Erdheim-chester disease presenting as bilateral clinically malignant breast masses.
What is erdheim-Chester syndrome?
INTRODUCTION. Erdheim-Chester disease (ECD) is a rare non-Langerhans histiocytic multisystem disorder. ECD is most commonly manifest as multifocal sclerotic lesions of the long bones demonstrating sheets of foamy histiocytes on biopsy, with or without histiocytic infiltration of extra-osseous tissues.
Is erdheim-Chester and autoimmune disease?
Erdheim-Chester disease (ECD) is an infrequent, autoimmune disorder that is not Langerhans histiocytosis and is characterized by bilateral sclerosis of the diametaphyseal medullary regions of the long bones and possible multiorgan involvement.
How is ECD diagnosed?
The diagnosis of ECD is made by identifying distinctive histopathological findings in the appropriate clinical and radiologic context. Lesional tissue demonstrates infiltration of typically foamy or lipid-laden histiocytes with admixed or surrounding fibrosis (Figure 1E). Touton giant cells are often present.
Is Erdheim-Chester disease fatal?
Erdheim Chester can be life-threatening with complications such as heart failure, severe damage to the lungs, and kidney failure. However, with treatment, there are patients who are able to live a near-normal life.

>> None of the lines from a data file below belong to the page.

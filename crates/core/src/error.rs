//! Types d'erreurs pour la compilation de listes de travail

use thiserror::Error;

#[derive(Error, Debug)]
pub enum TransferError {
    #[error("La table de transferts est vide")]
    EmptyTable,

    #[error("Une seule plaque de destination est autorisée: champ '{field}' non unique")]
    MultipleDestinations { field: &'static str },

    #[error("Taille de plaque non supportée: {0} (seulement 96 ou 384 puits)")]
    UnsupportedPlateSize(u32),

    #[error(
        "Transfert impossible: puits de départ {starting_well} trop élevé \
         pour {rows} transferts sur une plaque de {num_wells} puits"
    )]
    CapacityExceeded {
        starting_well: u32,
        rows: usize,
        num_wells: u32,
    },

    #[error("Nom de puits invalide: '{name}' pour une plaque de {num_wells} puits")]
    InvalidWellName { name: String, num_wells: u32 },

    #[error("Indice de puits hors plage: {index} pas dans [1, {num_wells}]")]
    WellIndexOutOfRange { index: u32, num_wells: u32 },

    #[error("Puits de destination manquant à la ligne {row}")]
    MissingDestinationWell { row: usize },

    #[error(
        "La plaque de destination fournie a {actual} puits, \
         la table en demande {expected}"
    )]
    DestinationPlateMismatch { expected: u32, actual: u32 },

    #[error("Champ gwl '{field}' trop long: {len} > 32 caractères")]
    FieldTooLong { field: &'static str, len: usize },

    #[error("Volume hors plage: {0} pas dans [0, 7158278] µL")]
    VolumeOutOfRange(f64),

    #[error("Masque de pointe invalide: {0} pas dans [1, 128]")]
    InvalidTipMask(u8),

    #[error("Schéma de lavage invalide: {0} (doit être strictement positif)")]
    InvalidWashScheme(u32),

    #[error("Contenu du puits source manquant à la ligne {row}")]
    MissingContent { row: usize },

    #[error("Concentration du puits source manquante à la ligne {row}")]
    MissingConcentration { row: usize },

    #[error("Erreur de sérialisation: {0}")]
    Serialization(#[from] serde_json::Error),
}

impl TransferError {
    /// Vrai pour la classe d'erreurs locale à la comptabilité de contenu.
    ///
    /// Ces erreurs n'empêchent pas la liste de travail d'être produite;
    /// toutes les autres variantes sont structurelles et fatales.
    pub fn is_content_error(&self) -> bool {
        matches!(
            self,
            TransferError::MissingContent { .. } | TransferError::MissingConcentration { .. }
        )
    }
}

pub type Result<T> = std::result::Result<T, TransferError>;
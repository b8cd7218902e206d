//! Propriétés de la bijection puits <-> indice et du format gwl
//!
//! Le mapping nom de puits <-> indice doit être une bijection exacte
//! pour chaque géométrie, et chaque enregistrement sérialisé doit
//! respecter le nombre de champs du format.

use plaque_core::{index_to_wellname, wellname_to_index, PlateSize};
use plaque_core::{Pipette, Record, Wash};
use proptest::prelude::*;

proptest! {
    #[test]
    fn roundtrip_index_96(index in 1u32..=96) {
        let wellname = index_to_wellname(index, PlateSize::Wells96).unwrap();
        prop_assert_eq!(
            wellname_to_index(&wellname, PlateSize::Wells96).unwrap(),
            index
        );
    }

    #[test]
    fn roundtrip_index_384(index in 1u32..=384) {
        let wellname = index_to_wellname(index, PlateSize::Wells384).unwrap();
        prop_assert_eq!(
            wellname_to_index(&wellname, PlateSize::Wells384).unwrap(),
            index
        );
    }

    #[test]
    fn roundtrip_wellname_96(row in 0u32..8, column in 1u32..=12) {
        let wellname = format!("{}{}", (b'A' + row as u8) as char, column);
        let index = wellname_to_index(&wellname, PlateSize::Wells96).unwrap();
        prop_assert_eq!(
            index_to_wellname(index, PlateSize::Wells96).unwrap(),
            wellname
        );
    }

    #[test]
    fn roundtrip_wellname_384(row in 0u32..16, column in 1u32..=24) {
        let wellname = format!("{}{}", (b'A' + row as u8) as char, column);
        let index = wellname_to_index(&wellname, PlateSize::Wells384).unwrap();
        prop_assert_eq!(
            index_to_wellname(index, PlateSize::Wells384).unwrap(),
            wellname
        );
    }

    #[test]
    fn pipette_always_eleven_fields(
        rack_label in "[A-Za-z0-9 /-]{1,32}",
        rack_type in "[A-Za-z0-9 /-]{1,32}",
        position in 1u32..=384,
        volume in 0.0f64..=7_158_278.0,
    ) {
        let pipette = Pipette::new(&rack_label, &rack_type, position, volume).unwrap();
        let line = Record::Dispense(pipette).to_gwl();
        prop_assert_eq!(line.matches(';').count(), 10);
        prop_assert!(line.starts_with("D;"));
    }

    #[test]
    fn wash_matches_format(scheme in proptest::option::of(1u32..=4)) {
        let line = Record::Wash(Wash::new(scheme).unwrap()).to_gwl();
        // W\d*;
        prop_assert!(line.starts_with('W'));
        prop_assert!(line.ends_with(';'));
        prop_assert!(line[1..line.len() - 1].bytes().all(|b| b.is_ascii_digit()));
    }
}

Is Erdheim-Chester disease terminal?
There is no standard treatment for Erdheim-Chester disease. Unfortunately, about 60% of patients succumb to their disease within 32 months of presentation. Of interest, researchers reported that interferon-α results in terminal differentiation of histiocytes and dendritic cells.
Is erdheim Chester curable?
While these treatments may control the symptoms and growth of the disease, there is no known “cure.” Erdheim Chester can be life-threatening with complications such as heart failure, severe damage to the lungs, and kidney failure. However, with treatment, there are patients who are able to live a near-normal life.

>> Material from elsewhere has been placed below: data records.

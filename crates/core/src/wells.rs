//! Géométrie des plaques et conversion nom de puits <-> indice
//!
//! L'indice est linéaire et « column-major »: il descend chaque colonne
//! avant de passer à la colonne suivante. Pour une plaque 96 puits,
//! A1 -> 1, B1 -> 2, ..., H1 -> 8, A2 -> 9.

use crate::error::{Result, TransferError};
use serde::{Deserialize, Serialize};

/// Format de plaque supporté
#[derive(Debug, Clone, Copy, PartialEq, Eq, Hash, Serialize, Deserialize)]
pub enum PlateSize {
    /// 96 puits (8 rangées x 12 colonnes, A1..H12)
    Wells96,
    /// 384 puits (16 rangées x 24 colonnes, A1..P24)
    Wells384,
}

impl PlateSize {
    /// Construit une taille de plaque depuis un nombre de puits
    pub fn from_wells(num_wells: u32) -> Result<Self> {
        match num_wells {
            96 => Ok(PlateSize::Wells96),
            384 => Ok(PlateSize::Wells384),
            other => Err(TransferError::UnsupportedPlateSize(other)),
        }
    }

    /// Nombre total de puits
    pub fn num_wells(self) -> u32 {
        match self {
            PlateSize::Wells96 => 96,
            PlateSize::Wells384 => 384,
        }
    }

    /// Nombre de rangées (lettres)
    pub fn num_rows(self) -> u32 {
        match self {
            PlateSize::Wells96 => 8,
            PlateSize::Wells384 => 16,
        }
    }

    /// Nombre de colonnes (chiffres)
    pub fn num_columns(self) -> u32 {
        match self {
            PlateSize::Wells96 => 12,
            PlateSize::Wells384 => 24,
        }
    }
}

/// Convertit un nom de puits (ex. "B3") en indice linéaire column-major
///
/// La lettre de rangée est insensible à la casse. Retourne
/// [`TransferError::InvalidWellName`] si le nom ne correspond pas à la
/// géométrie demandée.
pub fn wellname_to_index(wellname: &str, size: PlateSize) -> Result<u32> {
    let invalid = || TransferError::InvalidWellName {
        name: wellname.to_string(),
        num_wells: size.num_wells(),
    };

    let mut chars = wellname.chars();
    let row_letter = chars.next().ok_or_else(|| invalid())?;
    if !row_letter.is_ascii_alphabetic() {
        return Err(invalid());
    }
    let row = (row_letter.to_ascii_uppercase() as u32) - ('A' as u32) + 1;
    if row > size.num_rows() {
        return Err(invalid());
    }

    let column_digits = chars.as_str();
    if column_digits.is_empty() || !column_digits.bytes().all(|b| b.is_ascii_digit()) {
        return Err(invalid());
    }
    let column: u32 = column_digits.parse().map_err(|_| invalid())?;
    if column == 0 || column > size.num_columns() {
        return Err(invalid());
    }

    Ok((column - 1) * size.num_rows() + row)
}

/// Convertit un indice linéaire column-major en nom de puits
///
/// Inverse exact de [`wellname_to_index`] pour tout indice de
/// `[1, num_wells]`.
pub fn index_to_wellname(index: u32, size: PlateSize) -> Result<String> {
    if index == 0 || index > size.num_wells() {
        return Err(TransferError::WellIndexOutOfRange {
            index,
            num_wells: size.num_wells(),
        });
    }

    let zero_based = index - 1;
    let column = zero_based / size.num_rows() + 1;
    let row_letter = (b'A' + (zero_based % size.num_rows()) as u8) as char;

    Ok(format!("{}{}", row_letter, column))
}

#[cfg(test)]
mod tests {
    use super::*;

    #[test]
    fn test_column_major_96() {
        assert_eq!(wellname_to_index("A1", PlateSize::Wells96).unwrap(), 1);
        assert_eq!(wellname_to_index("B1", PlateSize::Wells96).unwrap(), 2);
        assert_eq!(wellname_to_index("H1", PlateSize::Wells96).unwrap(), 8);
        assert_eq!(wellname_to_index("A2", PlateSize::Wells96).unwrap(), 9);
        assert_eq!(wellname_to_index("H12", PlateSize::Wells96).unwrap(), 96);
    }

    #[test]
    fn test_column_major_384() {
        assert_eq!(wellname_to_index("A1", PlateSize::Wells384).unwrap(), 1);
        assert_eq!(wellname_to_index("P1", PlateSize::Wells384).unwrap(), 16);
        assert_eq!(wellname_to_index("A2", PlateSize::Wells384).unwrap(), 17);
        assert_eq!(wellname_to_index("P24", PlateSize::Wells384).unwrap(), 384);
    }

    #[test]
    fn test_lowercase_accepted() {
        assert_eq!(wellname_to_index("b3", PlateSize::Wells96).unwrap(), 18);
    }

    #[test]
    fn test_index_to_wellname() {
        assert_eq!(index_to_wellname(1, PlateSize::Wells96).unwrap(), "A1");
        assert_eq!(index_to_wellname(9, PlateSize::Wells96).unwrap(), "A2");
        assert_eq!(index_to_wellname(96, PlateSize::Wells96).unwrap(), "H12");
        assert_eq!(index_to_wellname(17, PlateSize::Wells384).unwrap(), "A2");
    }

    #[test]
    fn test_invalid_wellnames() {
        // Rangée hors géométrie: I n'existe pas sur une plaque 96 puits
        assert!(wellname_to_index("I1", PlateSize::Wells96).is_err());
        assert!(wellname_to_index("A0", PlateSize::Wells96).is_err());
        assert!(wellname_to_index("A13", PlateSize::Wells96).is_err());
        assert!(wellname_to_index("A25", PlateSize::Wells384).is_err());
        assert!(wellname_to_index("", PlateSize::Wells96).is_err());
        assert!(wellname_to_index("12", PlateSize::Wells96).is_err());
        assert!(wellname_to_index("AB", PlateSize::Wells96).is_err());
    }

    #[test]
    fn test_index_out_of_range() {
        assert!(index_to_wellname(0, PlateSize::Wells96).is_err());
        assert!(index_to_wellname(97, PlateSize::Wells96).is_err());
        assert!(index_to_wellname(385, PlateSize::Wells384).is_err());
    }

    #[test]
    fn test_from_wells() {
        assert_eq!(PlateSize::from_wells(96).unwrap(), PlateSize::Wells96);
        assert_eq!(PlateSize::from_wells(384).unwrap(), PlateSize::Wells384);
        assert!(PlateSize::from_wells(48).is_err());
    }
}
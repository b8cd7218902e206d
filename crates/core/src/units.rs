//! Conversions d'unités pour la comptabilité des transferts
//!
//! Les volumes de la table de transferts sont en µL; le registre de
//! contenu des puits est tenu en litres et en unité de masse. Le facteur
//! concentration -> masse dépend de l'unité de la concentration fournie
//! et se configure dans [`crate::transfer::CompileConfig`].

/// Facteur µL -> L
pub const MICROLITER_TO_LITER: f64 = 1e-6;

/// Facteur de masse pour des concentrations en ng/µL (défaut)
pub const NANOGRAM_PER_MICROLITER: f64 = 1e-9;

/// Facteur de masse pour des concentrations en µg/µL
/// (unité des feuilles de livraison GeneART)
pub const MICROGRAM_PER_MICROLITER: f64 = 1e-6;

/// Convertit un volume en µL vers des litres
pub fn volume_to_liters(volume_microliters: f64) -> f64 {
    volume_microliters * MICROLITER_TO_LITER
}

/// Masse transférée pour un volume en µL et une concentration donnée
pub fn transfer_mass(volume_microliters: f64, concentration: f64, mass_unit_factor: f64) -> f64 {
    volume_microliters * concentration * mass_unit_factor
}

Is Erdheim-Chester disease treatable?
How do you get Erdheim-Chester disease?
The exact cause of ECD is unknown. However, the disease is thought to represent an abnormal inflammatory process characterized by excessive proliferation and accumulation of certain cells, with associated scarring or overgrowth of fibrous connective tissue (fibrosis).

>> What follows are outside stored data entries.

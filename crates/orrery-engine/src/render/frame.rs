//! Per-frame scene description.
//!
//! The app composes a `SceneFrame` each iteration; `present` replays it
//! through the presenter in the contracted order: clear, background,
//! 3D scope (draw calls in insertion order), HUD text. The frame is
//! cleared and rebuilt every iteration; nothing persists across frames.

use bytemuck::{Pod, Zeroable};
use glam::Vec3;

use crate::api::presenter::Presenter;
use crate::api::types::{ModelHandle, Rgba, TextureHandle};
use crate::camera::CameraPose;

/// Per-vertex data for 3D line rendering. 7 floats = 28 bytes per vertex;
/// two consecutive vertices form one segment.
#[repr(C)]
#[derive(Debug, Clone, Copy, Default, Pod, Zeroable)]
pub struct LineVertex {
    pub x: f32,
    pub y: f32,
    pub z: f32,
    pub r: f32,
    pub g: f32,
    pub b: f32,
    pub a: f32,
}

impl LineVertex {
    pub const FLOATS: usize = 7;
    pub const STRIDE_BYTES: usize = Self::FLOATS * 4;

    fn new(position: Vec3, color: Rgba) -> Self {
        let [r, g, b, a] = color.to_f32();
        Self {
            x: position.x,
            y: position.y,
            z: position.z,
            r,
            g,
            b,
            a,
        }
    }

    pub fn position(&self) -> Vec3 {
        Vec3::new(self.x, self.y, self.z)
    }

    pub fn color(&self) -> Rgba {
        Rgba::new(
            (self.r * 255.0).round() as u8,
            (self.g * 255.0).round() as u8,
            (self.b * 255.0).round() as u8,
            (self.a * 255.0).round() as u8,
        )
    }
}

/// One element of the frame's ordered draw list.
#[derive(Debug, Clone, Copy)]
pub enum DrawCall {
    Sphere {
        center: Vec3,
        radius: f32,
        color: Rgba,
    },
    Model {
        model: ModelHandle,
        position: Vec3,
        axis: Vec3,
        angle_deg: f32,
        scale: f32,
        tint: Rgba,
    },
    /// A run of `count` segments starting at segment `first` in the
    /// line-vertex buffer.
    Lines { first: u32, count: u32 },
}

/// A HUD text item in window coordinates.
#[derive(Debug, Clone)]
pub struct TextItem {
    pub text: String,
    pub x: i32,
    pub y: i32,
    pub size: i32,
    pub color: Rgba,
}

pub struct SceneFrame {
    pub camera: CameraPose,
    pub clear_color: Rgba,
    /// Drawn stretched behind the 3D scene when valid.
    pub background: TextureHandle,
    calls: Vec<DrawCall>,
    line_vertices: Vec<LineVertex>,
    texts: Vec<TextItem>,
}

impl SceneFrame {
    pub fn new() -> Self {
        Self {
            camera: CameraPose::default(),
            clear_color: Rgba::BLACK,
            background: TextureHandle::INVALID,
            calls: Vec::with_capacity(64),
            line_vertices: Vec::with_capacity(2048),
            texts: Vec::with_capacity(8),
        }
    }

    /// Drop all recorded content for the next iteration.
    pub fn clear(&mut self) {
        self.background = TextureHandle::INVALID;
        self.calls.clear();
        self.line_vertices.clear();
        self.texts.clear();
    }

    pub fn sphere(&mut self, center: Vec3, radius: f32, color: Rgba) {
        self.calls.push(DrawCall::Sphere {
            center,
            radius,
            color,
        });
    }

    pub fn model(
        &mut self,
        model: ModelHandle,
        position: Vec3,
        axis: Vec3,
        angle_deg: f32,
        scale: f32,
        tint: Rgba,
    ) {
        self.calls.push(DrawCall::Model {
            model,
            position,
            axis,
            angle_deg,
            scale,
            tint,
        });
    }

    /// Append one line segment. Consecutive segments merge into a single
    /// run over the shared vertex buffer.
    pub fn line(&mut self, start: Vec3, end: Vec3, color: Rgba) {
        let segment = (self.line_vertices.len() / 2) as u32;
        self.line_vertices.push(LineVertex::new(start, color));
        self.line_vertices.push(LineVertex::new(end, color));

        if let Some(DrawCall::Lines { first, count }) = self.calls.last_mut() {
            if *first + *count == segment {
                *count += 1;
                return;
            }
        }
        self.calls.push(DrawCall::Lines {
            first: segment,
            count: 1,
        });
    }

    pub fn text(&mut self, text: impl Into<String>, x: i32, y: i32, size: i32, color: Rgba) {
        self.texts.push(TextItem {
            text: text.into(),
            x,
            y,
            size,
            color,
        });
    }

    pub fn calls(&self) -> &[DrawCall] {
        &self.calls
    }

    pub fn line_vertices(&self) -> &[LineVertex] {
        &self.line_vertices
    }

    /// Raw bytes of the line-vertex buffer, ready for GPU upload.
    pub fn line_bytes(&self) -> &[u8] {
        bytemuck::cast_slice(&self.line_vertices)
    }

    pub fn texts(&self) -> &[TextItem] {
        &self.texts
    }
}

impl Default for SceneFrame {
    fn default() -> Self {
        Self::new()
    }
}

/// Replay a composed frame through the presenter, in the contracted order.
pub fn present(frame: &SceneFrame, presenter: &mut dyn Presenter) {
    presenter.begin_frame();
    presenter.clear_background(frame.clear_color);
    if frame.background.is_valid() {
        presenter.draw_background(frame.background);
    }
    presenter.begin_3d(&frame.camera);
    for call in frame.calls() {
        match *call {
            DrawCall::Sphere {
                center,
                radius,
                color,
            } => presenter.draw_sphere(center, radius, color),
            DrawCall::Model {
                model,
                position,
                axis,
                angle_deg,
                scale,
                tint,
            } => presenter.draw_model(model, position, axis, angle_deg, scale, tint),
            DrawCall::Lines { first, count } => {
                for segment in first..first + count {
                    let a = frame.line_vertices[segment as usize * 2];
                    let b = frame.line_vertices[segment as usize * 2 + 1];
                    presenter.draw_line(a.position(), b.position(), a.color());
                }
            }
        }
    }
    presenter.end_3d();
    for item in frame.texts() {
        presenter.draw_text(&item.text, item.x, item.y, item.size, item.color);
    }
    presenter.end_frame();
}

How do you treat erdheim Chester?
Is Erdheim-Chester disease painful?
People with Erdheim-Chester disease often have bone pain, especially in the lower legs and upper arms, due to an abnormal increase in bone density (osteosclerosis).
Can you survive Erdheim-Chester disease?
How common is Erdheim-Chester disease?
Erdheim-Chester disease is a rare disorder; its exact prevalence is unknown. More than 500 affected individuals worldwide have been described in the medical literature. For unknown reasons, men are slightly more likely to develop the disease, accounting for about 60 percent of cases.